The company running the laboratory is NanoScape, a 12-strong start-up formed in 2001 by researchers at Munich's Ludwig-Maximilians University. The company also has research connections with Fritz Haber Institute, one of Germany's leading scientific establishments. The work of NanoScape involves creating new catalysts to speed up the production of styrene -- a widely used chemical that is central to the synthesis of many substances including polystyrene. According to Gerhard Mestl, chief technology officer at NanoScape, their catalysts could halve the cost of making styrene. The total cost of styrene produced worldwide every year is us $14 billion. Just over half the world output of styrene goes into producing polystyrene.
If all works as hoped, the new catalysts could replace the iron-based catalysts now used to produce styrene from its basic ingredient, ethyl benzene. The new catalysts contain tiny, tubular carbon structures with dimensions measuring in nanometres (billionths of a metre). The dimensions of the structures in existing catalysts are 100 to 1,000 times greater. Because of the new material's fine structure, they present a large area to reacting chemicals; this has the effect of speeding up the reaction and reducing the energy required. Wayne Daniell, chief executive of NanoScape, says: "While existing processes require a temperature of 550c, our catalysts will work at just 400c." The iron-based catalysts also require a large amount of steam to do their job. This has to be continually recycled to water, and then heated up again.
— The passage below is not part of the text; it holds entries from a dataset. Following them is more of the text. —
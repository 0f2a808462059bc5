pub mod root;
pub mod webrtc;
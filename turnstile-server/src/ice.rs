use crate::ice::provider::IceServerProvider;
use crate::ice::provider::twilio::TwilioIceProvider;
use serde::{Deserialize, Serialize};
use std::fmt::{Debug, Formatter};
use std::sync::Arc;
use std::time::Duration;

pub mod cache;
pub mod provider;
pub mod refresher;
pub mod snapshot;

pub use cache::IceServerCache;
pub use refresher::IceRefresher;
pub use snapshot::IceSnapshot;

pub const DEFAULT_FALLBACK_STUN_URL: &str = "stun:23.21.150.121";

#[derive(Debug, thiserror::Error)]
pub enum IceError {
    #[error("Configuration error: {0}")]
    Config(String),
    #[error("ICE server provider error: {0}")]
    Provider(String),
    #[error("Malformed ICE server provider response: {0}")]
    MalformedResponse(String),
    #[error("Timeout getting ICE servers: {0}")]
    Timeout(String),
}

impl IceError {
    pub fn as_metric_label(&self) -> &'static str {
        match self {
            IceError::Config(_) => "config",
            IceError::Provider(_) => "provider",
            IceError::MalformedResponse(_) => "malformed_response",
            IceError::Timeout(_) => "timeout",
        }
    }
}

#[derive(Clone, Serialize, Deserialize)]
pub struct IceConfig {
    pub twilio_account_sid: Option<String>,
    pub twilio_auth_token: Option<String>,
    pub twilio_base_url: String,
    /// Lifetime of the issued TURN credentials in seconds. The provider default applies when unset.
    pub token_ttl: Option<u64>,
    pub refresh_interval: Duration,
    pub fetch_timeout: Duration,
    pub fallback_stun_url: String,
}

impl Debug for IceConfig {
    fn fmt(&self, f: &mut Formatter<'_>) -> std::fmt::Result {
        f.debug_struct("IceConfig")
            .field("twilio_account_sid", &self.twilio_account_sid)
            .field("has_twilio_auth_token", &self.twilio_auth_token.is_some())
            .field("twilio_base_url", &self.twilio_base_url)
            .field("token_ttl", &self.token_ttl)
            .field("refresh_interval", &self.refresh_interval)
            .field("fetch_timeout", &self.fetch_timeout)
            .field("fallback_stun_url", &self.fallback_stun_url)
            .finish()
    }
}

impl Default for IceConfig {
    fn default() -> Self {
        Self {
            twilio_account_sid: None,
            twilio_auth_token: None,
            twilio_base_url: TwilioIceProvider::DEFAULT_BASE_URL.to_string(),
            token_ttl: None,
            refresh_interval: Self::DEFAULT_REFRESH_INTERVAL,
            fetch_timeout: Self::DEFAULT_FETCH_TIMEOUT,
            fallback_stun_url: DEFAULT_FALLBACK_STUN_URL.to_string(),
        }
    }
}

impl IceConfig {
    const DEFAULT_REFRESH_INTERVAL: Duration = Duration::from_secs(60 * 60);
    const DEFAULT_FETCH_TIMEOUT: Duration = Duration::from_secs(10);

    pub fn create_provider(&self) -> Result<Arc<dyn IceServerProvider>, IceError> {
        let non_empty = |value: &Option<String>| value.clone().filter(|v| !v.trim().is_empty());

        match (
            non_empty(&self.twilio_account_sid),
            non_empty(&self.twilio_auth_token),
        ) {
            (Some(account_sid), Some(auth_token)) => Ok(Arc::new(TwilioIceProvider::new(
                &self.twilio_base_url,
                account_sid,
                auth_token,
                self.token_ttl,
                self.fetch_timeout,
            )?)),
            _ => Err(IceError::Config(
                "Missing Twilio account SID or auth token".to_string(),
            )),
        }
    }
}

#[cfg(test)]
mod tests {
    use super::*;

    #[test]
    fn missing_credentials_is_config_error() {
        let config = IceConfig::default();
        assert!(matches!(config.create_provider(), Err(IceError::Config(_))));

        let config = IceConfig {
            twilio_account_sid: Some("AC123".to_string()),
            twilio_auth_token: Some("  ".to_string()),
            ..Default::default()
        };
        assert!(matches!(config.create_provider(), Err(IceError::Config(_))));
    }

    #[test]
    fn complete_credentials_create_provider() {
        let config = IceConfig {
            twilio_account_sid: Some("AC123".to_string()),
            twilio_auth_token: Some("token".to_string()),
            ..Default::default()
        };
        assert!(config.create_provider().is_ok());
    }

    #[test]
    fn debug_hides_auth_token() {
        let config = IceConfig {
            twilio_account_sid: Some("AC123".to_string()),
            twilio_auth_token: Some("very-secret".to_string()),
            ..Default::default()
        };
        assert!(!format!("{config:?}").contains("very-secret"));
    }
}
By cutting out the need for steam, the new catalysts promise to reduce the complexity of the reaction and thus its cost.
The year 2004 will be important for NanoScape, as the company will try to win support from the chemical industry to set up a pilot plant for styrene production using its catalysts. Among the companies that NanoScape has talked to about its idea is Mitsui, the large Japanese chemicals group. Matthias Ramm, a manager in Mitsui's European subsidiary, says NanoScape's concepts are promising, but more research is required to establish whether they will work on a commercial scale or not.